Locus organization of type I-E and type IV CRISPR-Cas systems containing predicted CRISPR-linked genes. (A) STAND family NTPases encoded in minimal type I-E loci. The clade of STAND NTPases associated with type I-E systems is shown on the Right (complete tree is available at ftp://ftp.ncbi.nlm.nih.gov/pub/wolf/_suppl/CRISPRicity). Genomes in which the STAND NTPases gene is linked to a type I-E locus are shown in blue, and genomes in which there is no such link are shown in black. Colored branches denote three subfamilies (clusters) identified in this work. Support values greater than 70% are indicated for the respective branches. (B) CysH family PAPS reductases encoded in type IV-B loci.

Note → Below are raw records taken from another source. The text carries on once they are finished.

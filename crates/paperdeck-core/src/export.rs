//! Markdown export of a single paper record.

use std::path::{Path, PathBuf};

use crate::catalog::PaperRecord;
use crate::error::Result;

/// Name of the exported document.
pub const EXPORT_FILE_NAME: &str = "paper.md";

/// Render one record as a standalone Markdown document. Links that did not
/// resolve to a value are written as the literal `N/A`.
pub fn render_markdown(record: &PaperRecord) -> String {
    format!(
        "# {}\n\n## Abstract\n{}\n\n## Links\n- Paper PDF: {}\n- Supplemental PDF: {}\n- arXiv: {}\n",
        record.title,
        record.abstract_text,
        link_or_na(record.paper_pdf_url.as_deref()),
        link_or_na(record.supplemental_pdf_url.as_deref()),
        link_or_na(record.arxiv_url.as_deref()),
    )
}

/// Write the Markdown export into `dir` as `paper.md`, returning the path.
pub fn write_markdown(record: &PaperRecord, dir: &Path) -> Result<PathBuf> {
    let path = dir.join(EXPORT_FILE_NAME);
    std::fs::write(&path, render_markdown(record))?;
    Ok(path)
}

fn link_or_na(link: Option<&str>) -> &str {
    link.unwrap_or("N/A")
}

#[cfg(test)]
mod tests {
    use super::*;

    fn record_with_links() -> PaperRecord {
        PaperRecord {
            title: "Neural Radiance Fields".to_string(),
            abstract_text: "We present a method for view synthesis.".to_string(),
            paper_pdf: "papers/nerf.pdf".to_string(),
            supplemental_pdf: String::new(),
            arxiv_url: Some("https://arxiv.org/abs/2003.08934".to_string()),
            paper_pdf_url: Some("https://a.com/papers/nerf.pdf".to_string()),
            supplemental_pdf_url: None,
        }
    }

    #[test]
    fn renders_fixed_headings() {
        let md = render_markdown(&record_with_links());
        assert!(md.contains("# Neural Radiance Fields"));
        assert!(md.contains("## Abstract"));
        assert!(md.contains("## Links"));
        assert!(md.contains("- Paper PDF: https://a.com/papers/nerf.pdf"));
        assert!(md.contains("- arXiv: https://arxiv.org/abs/2003.08934"));
    }

    #[test]
    fn absent_links_render_as_na() {
        let mut record = record_with_links();
        record.arxiv_url = None;
        record.supplemental_pdf_url = None;
        let md = render_markdown(&record);
        assert!(md.contains("- Supplemental PDF: N/A"));
        assert!(md.contains("- arXiv: N/A"));
    }

    #[test]
    fn writes_named_file() {
        // Per-process dir so parallel test runs never collide.
        let dir =
            std::env::temp_dir().join(format!("paperdeck-export-test-{}", std::process::id()));
        std::fs::create_dir_all(&dir).unwrap();

        let path = write_markdown(&record_with_links(), &dir).unwrap();
        assert!(path.ends_with(EXPORT_FILE_NAME));

        let written = std::fs::read_to_string(&path).unwrap();
        assert!(written.starts_with("# Neural Radiance Fields\n"));

        let _ = std::fs::remove_dir_all(&dir);
    }
}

The clade of CysH family enzymes associated with type IV CRISPR-Cas systems is shown on the Right (complete tree is available at ftp://ftp.ncbi.nlm.nih.gov/pub/wolf/_suppl/CRISPRicity). Genomes in which cysH-like genes are linked to type IV-B loci are shown in blue, and genomes in which there is no such link are shown in black. Colored branches denote three subfamilies (clusters) identified in this work. Support values greater than 70% are indicated for the respective branches. The designations are as in Fig. 3. CRISPR arrays are shown by gray boxes. Additional abbreviations and gene names: ADP-PRT, ADP phosphoribosyltransferase; FlhG, MinD-like ATPase involved in chromosome partitioning or flagellar assembly; HTH, helix-turn-helix DNA-binding domain; LRP, LRP family transcriptional regulator; N6-MTase, N6 adenosine methylase; NB_ARC, STAND NTPase fused to TPR-repeats (distinct from the predicted CRISPR-linked STAND NTPase); SSB, single-stranded DNA-binding protein.

Fig. 5.

Coevolution of predicted CRISPR-linked genes with signature cas genes. The panels show plots of pairwise distances between predicted the CRISPR-linked corA gene product, Cas10 and 16S rRNA estimated from the respective phylogenetic trees. The Spearman rank correlation coefficient is indicated on each plot.